I am positive there are plenty of teachers out there who are fantastic at orchestrating wonderful endings to their classes. I’m also guessing that there are a few who try to avoid any formal acknowledgment of the end of significant classroom relationships beyond having the students clean out their desks and lockers and maybe have a cupcake before heading out for the summer.

I’m here to advocate for formal, sentimental, powerful endings in school.

Here’s why: Teachers should and do matter to their students. Any learning that took place over the school year depended on this fact, on the relationships students were able to  have with their teachers (and each other, and the subject matter, all of which ties back to the relationship with the teacher). Ending the relationship with the teacher and with the class group is a big deal and deserves acknowledgment.

I’m not a big how-to kind of gal, as I prefer to support teachers in coming up with their own plans, but here are some ways I’ve overcome my aversions and celebrated endings:

* I’ve put ingredients for ice cream into a manual ice cream ball and rolled it back and forth between me and my client. (This rolling is what turns the ingredients into a frozen delight.) Each time we push it, we say something to each other about our work. In a classroom, the person who rolls the ball can call out a positive adjective about the person he’s rolling the ball to. And then, of course, everybody can dip into the ice cream.

* I’ve done the same activity with a ball of beautiful string or yarn. Every time someone throws the ball to another member of the group, they say something kind about the person who catches the ball. After weaving this visible evidence of the connections among us, each group member can cut off a piece of the string to keep.

* I’ve handed out paper to every member of a group and asked them to put their name on the top. Each member then passes their paper to their right (or left), and the group member next to them writes something positive about the person whose name is on the paper. We keep passing the paper around until each member receives their original back. Sometimes we read our papers out loud to each other.

* I’ve done découpage on flower pots, boxes, and in frames (mimicking diplomas), choosing and creating images that represent the person the gift is for. In classrooms, students can construct their own “self-portrait” collages from images cut out, drawn, or photographed by their classmates and teacher that depict something special about themselves.

The point of all these possible ways of ending a school year is to shine a strong spotlight on the basic and essential fact that each person in a classroom is in crucial relationship to the others and that each person has been seen. And, honestly, what students will remember about school will not necessarily be the content you taught or the activities you organized but the feeling of having been seen, understood, and, at best, valued.

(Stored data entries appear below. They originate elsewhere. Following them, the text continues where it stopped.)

use super::*;
use crate::*;
use std::sync::Mutex;
use std::time::SystemTime;

/// A [`Store`] that keeps the snapshot in process memory.
/// Useful wherever the file system is beside the point.
#[derive(Debug, Default)]
pub struct Memory {
    inner: Mutex<Option<(Ledger, SystemTime)>>,
}

impl From<Ledger> for Memory {
    fn from(ledger: Ledger) -> Self {
        Self {
            inner: Mutex::new(Some((ledger, SystemTime::now()))),
        }
    }
}

impl Store for Memory {
    fn load(&self) -> Result<Ledger> {
        Ok(self
            .inner
            .lock()
            .expect("poison")
            .as_ref()
            .map(|(ledger, _)| ledger.clone())
            .unwrap_or_default())
    }
    fn save(&self, ledger: &Ledger) -> Result<()> {
        *self.inner.lock().expect("poison") = Some((ledger.clone(), SystemTime::now()));
        Ok(())
    }
    fn modified(&self) -> Result<Option<SystemTime>> {
        Ok(self.inner.lock().expect("poison").as_ref().map(|(_, t)| *t))
    }
}
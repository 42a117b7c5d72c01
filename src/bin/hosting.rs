//! Hosting Server Binary
//!
//! Serves the point ledger over HTTP for the game night front end.

use clap::Parser;
use pokerpoints::*;

#[tokio::main]
async fn main() -> anyhow::Result<()> {
    log()?;
    let settings = Args::parse().apply(Settings::from_env());
    server::run(settings).await?;
    Ok(())
}
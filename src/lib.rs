//! Shared point ledger for a recurring poker game.
//!
//! Players register and accrue or spend points; an administrator adjusts
//! balances, bulk-replaces the ledger and reads a ranked leaderboard.
//!
//! ## Core
//!
//! - [`Book`] — locked read-modify-write API over a [`Store`]
//! - [`Disk`] — single JSON file store, atomically replaced on save
//! - [`Leaderboard`] — competition ranking with [`Highlight`]s
//! - [`Gate`] — SHA-256 admin password check
//! - [`Stamp`] — last-modified marker in Tokyo time
//!
//! ## Callers
//!
//! With the `server` feature, [`CLI`] drives the ledger from a terminal
//! and [`server`] exposes it over HTTP.
mod auth;
mod clock;
mod config;
mod error;
mod ledger;
mod ranking;

pub use auth::*;
pub use clock::*;
pub use config::*;
pub use error::*;
pub use ledger::*;
pub use ranking::*;

#[cfg(feature = "server")]
mod cli;
#[cfg(feature = "server")]
pub mod server;
#[cfg(feature = "server")]
pub use cli::*;

/// Point balance of a single player. Unbounded in sign.
pub type Points = i64;
/// 1-based leaderboard position.
pub type Rank = usize;

/// Initialize dual logging (terminal + file) with timestamped log files.
/// Creates `logs/` directory and writes DEBUG level to file, INFO to terminal.
#[cfg(feature = "server")]
pub fn log() -> anyhow::Result<()> {
    std::fs::create_dir_all("logs")?;
    let config = simplelog::ConfigBuilder::new()
        .set_location_level(log::LevelFilter::Off)
        .set_target_level(log::LevelFilter::Off)
        .set_thread_level(log::LevelFilter::Off)
        .build();
    let time = std::time::SystemTime::now()
        .duration_since(std::time::UNIX_EPOCH)?
        .as_secs();
    let file = simplelog::WriteLogger::new(
        log::LevelFilter::Debug,
        config.clone(),
        std::fs::File::create(format!("logs/{}.log", time))?,
    );
    let term = simplelog::TermLogger::new(
        log::LevelFilter::Info,
        config.clone(),
        simplelog::TerminalMode::Mixed,
        simplelog::ColorChoice::Auto,
    );
    simplelog::CombinedLogger::init(vec![term, file])?;
    Ok(())
}
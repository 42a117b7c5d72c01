//! HTTP surface over the point ledger.
//!
//! Public routes read the ledger and register players; routes under
//! `/admin` require the [`ADMIN_HEADER`] to carry the admin password.
mod handlers;
mod request;
mod response;

pub use handlers::*;
pub use request::*;
pub use response::*;

use crate::*;
use actix_cors::Cors;
use actix_web::App;
use actix_web::HttpServer;
use actix_web::middleware::Logger;
use actix_web::web;

/// Registers every route for a book over `S`. The app must provide
/// `web::Data<Book<S>>` and `web::Data<Gate>`.
#[rustfmt::skip]
pub fn routes<S>(cfg: &mut web::ServiceConfig)
where
    S: Store + 'static,
{
    cfg.route("/health",          web::get().to(health))
        .route("/register",       web::post().to(register::<S>))
        .route("/points/{user}",  web::get().to(points::<S>))
        .route("/roster",         web::get().to(roster::<S>))
        .route("/leaderboard",    web::get().to(leaderboard::<S>))
        .route("/stamp",          web::get().to(stamp::<S>))
        .service(
            web::scope("/admin")
                .route("/update", web::post().to(update::<S>))
                .route("/set",    web::post().to(set::<S>))
                .route("/import", web::post().to(import::<S>))
                .route("/export", web::get().to(export::<S>)),
        );
}

pub async fn run(settings: Settings) -> std::io::Result<()> {
    let book = web::Data::new(settings.book());
    let gate = web::Data::new(settings.gate());
    log::info!("starting points server on {}", settings.bind);
    HttpServer::new(move || {
        App::new()
            .wrap(Logger::new("%r %s %Ts"))
            .wrap(
                Cors::default()
                    .allow_any_origin()
                    .allow_any_method()
                    .allow_any_header(),
            )
            .app_data(book.clone())
            .app_data(gate.clone())
            .configure(routes::<Disk>)
    })
    .bind(settings.bind.as_str())?
    .run()
    .await
}
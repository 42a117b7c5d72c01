//! Interactive CLI for the Point Ledger
//!
//! Register players, look up balances and the leaderboard, and run
//! admin adjustments, imports and exports from a terminal.

use clap::Parser;
use pokerpoints::*;

fn main() -> anyhow::Result<()> {
    log()?;
    let settings = Args::parse().apply(Settings::from_env());
    CLI::from(settings).run()
}
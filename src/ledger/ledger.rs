use crate::*;
use serde::Serialize;
use serde_json::Value;
use std::collections::BTreeMap;

/// Snapshot of every registered user's point balance.
///
/// Keys are ordered by user id, which makes iteration order, persisted
/// layout and leaderboard tie-breaks independent of insertion history.
/// Rosters and saved files therefore list users alphabetically, not in
/// the order they registered.
#[derive(Debug, Clone, Default, PartialEq, Eq, Serialize)]
#[serde(transparent)]
pub struct Ledger(BTreeMap<String, Points>);

impl Ledger {
    pub fn get(&self, user: &str) -> Option<Points> {
        self.0.get(user).copied()
    }
    pub fn contains(&self, user: &str) -> bool {
        self.0.contains_key(user)
    }
    pub fn len(&self) -> usize {
        self.0.len()
    }
    pub fn is_empty(&self) -> bool {
        self.0.is_empty()
    }
    pub fn iter(&self) -> impl Iterator<Item = (&str, Points)> {
        self.0.iter().map(|(user, points)| (user.as_str(), *points))
    }

    /// Inserts `user` at zero. False if already present.
    pub fn register(&mut self, user: &str) -> bool {
        match self.contains(user) {
            true => false,
            false => self.0.insert(user.to_string(), 0).is_none(),
        }
    }
    /// Adds `delta` to an existing balance and returns the new one.
    /// Absent users are left alone. Overflow is rejected.
    pub fn update(&mut self, user: &str, delta: Points) -> Result<Option<Points>> {
        match self.0.get_mut(user) {
            None => Ok(None),
            Some(points) => match points.checked_add(delta) {
                None => Err(LedgerError::Invalid(format!(
                    "adding {} to {} for '{}' overflows",
                    delta, points, user
                ))),
                Some(sum) => {
                    *points = sum;
                    Ok(Some(sum))
                }
            },
        }
    }
    /// Overwrites an existing balance. Absent users are left alone.
    pub fn set(&mut self, user: &str, value: Points) -> Option<Points> {
        self.0.get_mut(user).map(|points| {
            *points = value;
            value
        })
    }

    /// Pretty-printed JSON document, the same bytes the file store writes.
    pub fn json(&self) -> serde_json::Result<String> {
        serde_json::to_string_pretty(self)
    }

    fn check(user: &str) -> Result<(), String> {
        match user.is_empty() {
            true => Err("user id must not be empty".to_string()),
            false => Ok(()),
        }
    }
    fn describe(value: &Value) -> &'static str {
        match value {
            Value::Null => "null",
            Value::Bool(_) => "a boolean",
            Value::Number(_) => "a fractional or out-of-range number",
            Value::String(_) => "a string",
            Value::Array(_) => "an array",
            Value::Object(_) => "an object",
        }
    }
}

impl FromIterator<(String, Points)> for Ledger {
    fn from_iter<I: IntoIterator<Item = (String, Points)>>(iter: I) -> Self {
        Self(iter.into_iter().collect())
    }
}

/// Accepts only a flat object whose keys are non-empty user ids and
/// whose values are integers representable as [`Points`].
impl TryFrom<Value> for Ledger {
    type Error = String;
    fn try_from(value: Value) -> Result<Self, Self::Error> {
        let map = match value {
            Value::Object(map) => map,
            other => {
                return Err(format!(
                    "expected an object of user ids to integer points, found {}",
                    Self::describe(&other)
                ));
            }
        };
        let mut ledger = Self::default();
        for (user, points) in map {
            Self::check(&user)?;
            match points.as_i64() {
                Some(points) => ledger.0.insert(user, points),
                None => {
                    return Err(format!(
                        "points for '{}' must be an integer, found {}",
                        user,
                        Self::describe(&points)
                    ));
                }
            };
        }
        Ok(ledger)
    }
}

impl TryFrom<&str> for Ledger {
    type Error = String;
    fn try_from(text: &str) -> Result<Self, Self::Error> {
        serde_json::from_str::<Value>(text)
            .map_err(|e| format!("not a JSON document: {}", e))
            .and_then(Self::try_from)
    }
}

impl std::fmt::Display for Ledger {
    fn fmt(&self, f: &mut std::fmt::Formatter) -> std::fmt::Result {
        for (user, points) in self.iter() {
            writeln!(f, "{:<24}{:>8}", user, points)?;
        }
        Ok(())
    }
}

#[cfg(test)]
mod tests {
    use super::*;

    fn ledger(pairs: &[(&str, Points)]) -> Ledger {
        pairs.iter().map(|(u, p)| (u.to_string(), *p)).collect()
    }

    #[test]
    fn register_rejects_duplicates() {
        let ref mut book = Ledger::default();
        assert!(book.register("alice"));
        assert!(!book.register("alice"));
        assert!(book.len() == 1);
        assert!(book.get("alice") == Some(0));
    }

    #[test]
    fn update_and_set_ignore_absent_users() {
        let ref mut book = ledger(&[("a", 5)]);
        assert!(book.update("a", -3).unwrap() == Some(2));
        assert!(book.set("a", 10) == Some(10));
        assert!(book.update("b", 5).unwrap() == None);
        assert!(book.set("b", 5) == None);
        assert!(*book == ledger(&[("a", 10)]));
    }

    #[test]
    fn update_rejects_overflow() {
        let ref mut book = ledger(&[("a", Points::MAX)]);
        assert!(matches!(book.update("a", 1), Err(LedgerError::Invalid(_))));
        assert!(book.get("a") == Some(Points::MAX));
    }

    #[test]
    fn parses_flat_integer_objects() {
        let parsed = Ledger::try_from(r#"{"a": 3, "b": -7}"#).unwrap();
        assert!(parsed == ledger(&[("a", 3), ("b", -7)]));
        assert!(Ledger::try_from("{}").unwrap().is_empty());
    }

    #[test]
    fn rejects_non_flat_documents() {
        assert!(Ledger::try_from("[1,2,3]").is_err());
        assert!(Ledger::try_from(r#"{"a": {"b": 1}}"#).is_err());
        assert!(Ledger::try_from(r#"{"a": 1.5}"#).is_err());
        assert!(Ledger::try_from(r#"{"a": "1"}"#).is_err());
        assert!(Ledger::try_from(r#"{"a": true}"#).is_err());
        assert!(Ledger::try_from(r#"{"a": null}"#).is_err());
        assert!(Ledger::try_from(r#"{"a": 18446744073709551615}"#).is_err());
        assert!(Ledger::try_from(r#"{"": 1}"#).is_err());
        assert!(Ledger::try_from("not json").is_err());
    }

    #[test]
    fn rejection_messages_name_the_offender() {
        let err = Ledger::try_from(r#"{"bob": "ten"}"#).unwrap_err();
        assert!(err.contains("bob"));
        assert!(err.contains("a string"));
        let err = Ledger::try_from("[1,2,3]").unwrap_err();
        assert!(err.contains("an array"));
    }

    #[test]
    fn json_is_pretty_and_reparses() {
        let book = ledger(&[("b", 2), ("a", 1)]);
        let text = book.json().unwrap();
        assert!(text == "{\n  \"a\": 1,\n  \"b\": 2\n}");
        assert!(Ledger::try_from(text.as_str()).unwrap() == book);
    }

    #[test]
    fn json_keeps_non_ascii_ids_readable() {
        let book = ledger(&[("たろう", 4)]);
        assert!(book.json().unwrap().contains("たろう"));
    }
}
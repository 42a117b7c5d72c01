//! Leaderboard construction from a ledger snapshot.
//!
//! - [`Leaderboard`] — competition-ranked rows, highest points first
//! - [`Row`] — rank, user, points and [`Highlight`]
mod highlight;
mod leaderboard;
mod row;

pub use highlight::*;
pub use leaderboard::*;
pub use row::*;
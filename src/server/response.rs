use crate::*;
use serde::Serialize;

#[derive(Debug, Serialize)]
pub struct PointsResponse {
    pub user_id: String,
    pub points: Points,
}

impl From<(String, Points)> for PointsResponse {
    fn from((user_id, points): (String, Points)) -> Self {
        Self { user_id, points }
    }
}

#[derive(Debug, Serialize)]
pub struct BoardResponse {
    pub rows: Leaderboard,
    pub updated: Stamp,
}

#[derive(Debug, Serialize)]
pub struct StampResponse {
    pub updated: Stamp,
}

#[derive(Debug, Serialize)]
pub struct ImportResponse {
    pub users: usize,
}
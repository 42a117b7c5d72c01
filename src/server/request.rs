use crate::*;
use serde::Deserialize;

#[derive(Debug, Deserialize)]
pub struct RegisterRequest {
    pub user_id: String,
}

#[derive(Debug, Deserialize)]
pub struct UpdateRequest {
    pub user_id: String,
    pub delta: Points,
}

#[derive(Debug, Deserialize)]
pub struct SetRequest {
    pub user_id: String,
    pub points: Points,
}
/// Errors surfaced by ledger operations.
///
/// Absence of a user and duplicate registration are not errors:
/// they come back as `None` and `false` respectively.
#[derive(Debug)]
pub enum LedgerError {
    /// Persisted location could not be read or written.
    Storage(std::io::Error),
    /// Persisted content exists but is not a flat object of integers.
    Corrupt(String),
    /// Caller-supplied input was rejected; nothing was written.
    Invalid(String),
}

impl std::fmt::Display for LedgerError {
    fn fmt(&self, f: &mut std::fmt::Formatter<'_>) -> std::fmt::Result {
        match self {
            Self::Storage(e) => write!(f, "storage error: {}", e),
            Self::Corrupt(s) => write!(f, "corrupt ledger: {}", s),
            Self::Invalid(s) => write!(f, "invalid input: {}", s),
        }
    }
}

impl std::error::Error for LedgerError {
    fn source(&self) -> Option<&(dyn std::error::Error + 'static)> {
        match self {
            Self::Storage(e) => Some(e),
            _ => None,
        }
    }
}

impl From<std::io::Error> for LedgerError {
    fn from(e: std::io::Error) -> Self {
        Self::Storage(e)
    }
}

pub type Result<T, E = LedgerError> = std::result::Result<T, E>;
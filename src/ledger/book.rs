use super::*;
use crate::*;
use std::sync::Mutex;

/// The ledger API callers talk to.
///
/// Wraps a [`Store`] and runs every mutation as one locked
/// load-modify-save cycle, so callers sharing a `Book` cannot lose
/// each other's updates. Reads go straight to the store.
#[derive(Debug)]
pub struct Book<S> {
    store: S,
    lock: Mutex<()>,
}

impl<S> From<S> for Book<S>
where
    S: Store,
{
    fn from(store: S) -> Self {
        Self {
            store,
            lock: Mutex::new(()),
        }
    }
}

impl<S> Book<S>
where
    S: Store,
{
    pub fn store(&self) -> &S {
        &self.store
    }

    pub fn load(&self) -> Result<Ledger> {
        self.store.load()
    }
    pub fn save(&self, ledger: &Ledger) -> Result<()> {
        let _guard = self.lock.lock().expect("poison");
        self.store.save(ledger)
    }

    /// Adds `user` at zero points. `false` if they already exist,
    /// in which case nothing is written.
    pub fn register(&self, user: &str) -> Result<bool> {
        if user.is_empty() {
            return Err(LedgerError::Invalid("user id must not be empty".into()));
        }
        let added = self
            .transact(|ledger| Ok(ledger.register(user).then_some(())))?
            .is_some();
        match added {
            true => log::info!("registered {}", user),
            false => log::debug!("{} is already registered", user),
        }
        Ok(added)
    }
    pub fn get(&self, user: &str) -> Result<Option<Points>> {
        self.load().map(|ledger| ledger.get(user))
    }
    /// Applies `delta` and returns the new balance.
    /// `None` means the user is not registered and nothing changed.
    pub fn update(&self, user: &str, delta: Points) -> Result<Option<Points>> {
        let balance = self.transact(|ledger| ledger.update(user, delta))?;
        match balance {
            Some(points) => log::info!("{} {:+} -> {}", user, delta, points),
            None => log::debug!("update skipped, {} is not registered", user),
        }
        Ok(balance)
    }
    /// Overwrites the balance. `None` means the user is not registered
    /// and nothing changed.
    pub fn set(&self, user: &str, value: Points) -> Result<Option<Points>> {
        let balance = self.transact(|ledger| Ok(ledger.set(user, value)))?;
        match balance {
            Some(points) => log::info!("{} = {}", user, points),
            None => log::debug!("set skipped, {} is not registered", user),
        }
        Ok(balance)
    }

    /// Replaces the whole ledger, bypassing per-user checks.
    pub fn replace(&self, ledger: Ledger) -> Result<()> {
        if ledger.iter().any(|(user, _)| user.is_empty()) {
            return Err(LedgerError::Invalid("user id must not be empty".into()));
        }
        self.save(&ledger)?;
        log::info!("ledger replaced with {} users", ledger.len());
        Ok(())
    }
    /// Validates an uploaded document and replaces the ledger with it.
    /// A rejected document leaves the current ledger untouched.
    pub fn import(&self, document: &str) -> Result<Ledger> {
        let ledger = Ledger::try_from(document).map_err(|e| {
            log::warn!("rejected import: {}", e);
            LedgerError::Invalid(e)
        })?;
        self.replace(ledger.clone())?;
        Ok(ledger)
    }
    /// The current ledger as a downloadable JSON document.
    pub fn export(&self) -> Result<String> {
        Ok(self.load()?.json().map_err(std::io::Error::from)?)
    }

    /// Every user with their balance, in ledger order.
    pub fn roster(&self) -> Result<Vec<(String, Points)>> {
        Ok(self
            .load()?
            .iter()
            .map(|(user, points)| (user.to_string(), points))
            .collect())
    }
    pub fn leaderboard(&self) -> Result<Leaderboard> {
        self.load().map(|ledger| Leaderboard::from(&ledger))
    }
    /// When the ledger was last written, in Tokyo time.
    pub fn stamp(&self) -> Result<Stamp> {
        self.store.modified().map(Stamp::from)
    }

    fn transact<T>(
        &self,
        apply: impl FnOnce(&mut Ledger) -> Result<Option<T>>,
    ) -> Result<Option<T>> {
        let _guard = self.lock.lock().expect("poison");
        let ref mut ledger = self.store.load()?;
        match apply(ledger)? {
            None => Ok(None),
            Some(out) => self.store.save(ledger).map(|_| Some(out)),
        }
    }
}

#[cfg(test)]
mod tests {
    use super::*;

    fn ledger(pairs: &[(&str, Points)]) -> Ledger {
        pairs.iter().map(|(u, p)| (u.to_string(), *p)).collect()
    }
    fn book(pairs: &[(&str, Points)]) -> Book<Memory> {
        Book::from(Memory::from(ledger(pairs)))
    }

    #[test]
    fn double_registration_is_rejected() {
        let book = Book::from(Memory::default());
        assert!(book.register("u").unwrap());
        assert!(!book.register("u").unwrap());
        assert!(book.load().unwrap() == ledger(&[("u", 0)]));
    }

    #[test]
    fn empty_user_ids_are_invalid() {
        let book = Book::from(Memory::default());
        assert!(matches!(book.register(""), Err(LedgerError::Invalid(_))));
        assert!(book.stamp().unwrap().is_never());
    }

    #[test]
    fn rejected_registration_does_not_write() {
        let book = book(&[("u", 7)]);
        let before = book.store().modified().unwrap();
        assert!(!book.register("u").unwrap());
        assert!(book.store().modified().unwrap() == before);
        assert!(book.get("u").unwrap() == Some(7));
    }

    #[test]
    fn update_then_set() {
        let book = book(&[("a", 5)]);
        assert!(book.update("a", -3).unwrap() == Some(2));
        assert!(book.get("a").unwrap() == Some(2));
        assert!(book.set("a", 10).unwrap() == Some(10));
        assert!(book.get("a").unwrap() == Some(10));
    }

    #[test]
    fn mutations_on_absent_users_are_no_ops() {
        let book = book(&[("a", 5)]);
        assert!(book.update("b", 5).unwrap() == None);
        assert!(book.set("b", 5).unwrap() == None);
        assert!(book.get("b").unwrap() == None);
        assert!(book.load().unwrap() == ledger(&[("a", 5)]));
    }

    #[test]
    fn absent_is_not_zero() {
        let book = book(&[("zero", 0)]);
        assert!(book.get("zero").unwrap() == Some(0));
        assert!(book.get("nobody").unwrap() == None);
    }

    #[test]
    fn import_rejects_arrays_and_keeps_ledger() {
        let book = book(&[("a", 5)]);
        assert!(matches!(book.import("[1,2,3]"), Err(LedgerError::Invalid(_))));
        assert!(matches!(book.import(r#"{"a": {"b": 1}}"#), Err(LedgerError::Invalid(_))));
        assert!(book.load().unwrap() == ledger(&[("a", 5)]));
    }

    #[test]
    fn import_replaces_everything() {
        let book = book(&[("a", 5), ("b", 1)]);
        let imported = book.import(r#"{"c": -2, "d": 9}"#).unwrap();
        assert!(imported.len() == 2);
        assert!(book.load().unwrap() == ledger(&[("c", -2), ("d", 9)]));
    }

    #[test]
    fn export_reimports_to_the_same_ledger() {
        let book = book(&[("a", 5), ("b", -1)]);
        let text = book.export().unwrap();
        let other = Book::from(Memory::default());
        other.import(&text).unwrap();
        assert!(other.load().unwrap() == book.load().unwrap());
    }

    #[test]
    fn roster_lists_every_user() {
        let book = book(&[("b", 2), ("a", 1)]);
        let roster = book.roster().unwrap();
        assert!(roster == vec![("a".to_string(), 1), ("b".to_string(), 2)]);
    }

    #[test]
    fn concurrent_updates_are_not_lost() {
        let book = std::sync::Arc::new(book(&[("a", 0)]));
        let handles = (0..8)
            .map(|_| {
                let book = book.clone();
                std::thread::spawn(move || {
                    for _ in 0..50 {
                        book.update("a", 1).unwrap();
                    }
                })
            })
            .collect::<Vec<_>>();
        for handle in handles {
            handle.join().unwrap();
        }
        assert!(book.get("a").unwrap() == Some(400));
    }
}
use crate::api::{not_found, observe, redirect_to, PageBody, PageQuery, State, StatsView};
use crate::auth::Identity;
use crate::datastore::postfilters::PostFilters;
use crate::datastore::Store;
use crate::errors::Fallible;
use actix_web::{web, HttpResponse};
use serde::{Deserialize, Serialize};

/// A profile page: the author's posts and their follower numbers.
#[derive(Serialize, Deserialize, Debug, PartialEq, Eq)]
pub struct ProfileBody {
    pub username: String,
    pub stats: StatsView,
    pub page: PageBody,
}

pub(crate) async fn profile<S: Store>(
    state: web::Data<State<S>>,
    username: web::Path<String>,
    query: web::Query<PageQuery>,
    viewer: Option<Identity>,
) -> Fallible<web::Json<ProfileBody>> {
    observe("profile", || async {
        guard!(let Some(author) = state.ds.user_by_name(username.into_inner()).await? else {
            return Err(not_found("No such user"));
        });
        let page = state
            .ds
            .list_posts(PostFilters::by_author(author.id), query.page())
            .await?;
        let stats = state
            .ds
            .follow_stats(author.id, viewer.map(|v| v.user_id))
            .await?;
        Ok(web::Json(ProfileBody {
            username: author.username,
            stats: stats.into(),
            page: page.into(),
        }))
    })
    .await
}

// Start following an author, then bounce back to their profile. Following someone twice,
// or yourself, changes nothing.
pub(crate) async fn profile_follow<S: Store>(
    state: web::Data<State<S>>,
    username: web::Path<String>,
    identity: Identity,
) -> Fallible<HttpResponse> {
    observe("profile_follow", || async {
        let username = username.into_inner();
        guard!(let Some(author) = state.ds.user_by_name(username.clone()).await? else {
            return Err(not_found("No such user"));
        });
        state.ds.follow(identity.user_id, author.id).await?;
        Ok(redirect_to(&format!("/{}", username)))
    })
    .await
}

pub(crate) async fn profile_unfollow<S: Store>(
    state: web::Data<State<S>>,
    username: web::Path<String>,
    identity: Identity,
) -> Fallible<HttpResponse> {
    observe("profile_unfollow", || async {
        let username = username.into_inner();
        guard!(let Some(author) = state.ds.user_by_name(username.clone()).await? else {
            return Err(not_found("No such user"));
        });
        state.ds.unfollow(identity.user_id, author.id).await?;
        Ok(redirect_to(&format!("/{}", username)))
    })
    .await
}

// The caller's feed: posts by everyone they follow, newest first.
pub(crate) async fn follow_index<S: Store>(
    state: web::Data<State<S>>,
    identity: Identity,
    query: web::Query<PageQuery>,
) -> Fallible<web::Json<PageBody>> {
    observe("follow_index", || async {
        let page = state.ds.feed(identity.user_id, query.page()).await?;
        Ok(web::Json(page.into()))
    })
    .await
}
//! Content-addressed storage for post images under the configured media root.
use crate::datastore::structs::ImageKind;
use crate::errors::public::Kind;
use crate::errors::{DescribeErr, Fallible, PublicError};
use sha2::{Digest, Sha256};
use std::fs;
use std::path::Path;

/// Write `bytes` under the media root, named by content hash, and return the relative
/// path that gets stored on the post. Re-uploading identical bytes lands on the same
/// file, so duplicate uploads cost nothing extra.
pub fn store_image(media_root: &Path, bytes: &[u8], kind: ImageKind) -> Fallible<String> {
    let name = format!(
        "posts/{}.{}",
        hex::encode(Sha256::digest(bytes)),
        kind.extension()
    );
    let path = media_root.join(&name);
    let public = || PublicError {
        kind: Kind::ServerError,
        text: "Couldn't store the uploaded image",
    };
    if let Some(dir) = path.parent() {
        fs::create_dir_all(dir).describe_err(public())?;
    }
    fs::write(&path, bytes).describe_err(public())?;
    Ok(name)
}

Feeling seen. Feeling known. Feeling valued. These are bedrocks to successful education. When this experience ends, it is a great loss that should be acknowledged, memorialized, and gently mourned.

If you’re thinking “Pffft! My kids don’t care about me or each other enough to take this kind of ending seriously,” then I suggest you start thinking about beginnings. How might you attend and attune to the relationships in your classroom next year? How might you start the school year with attachment and connection in mind? How might you remember to see, know, and value your students and encourage them to do the same for each other?

And now I have to end this blog post. Damn.

But, seriously: How do you end your school year with your students?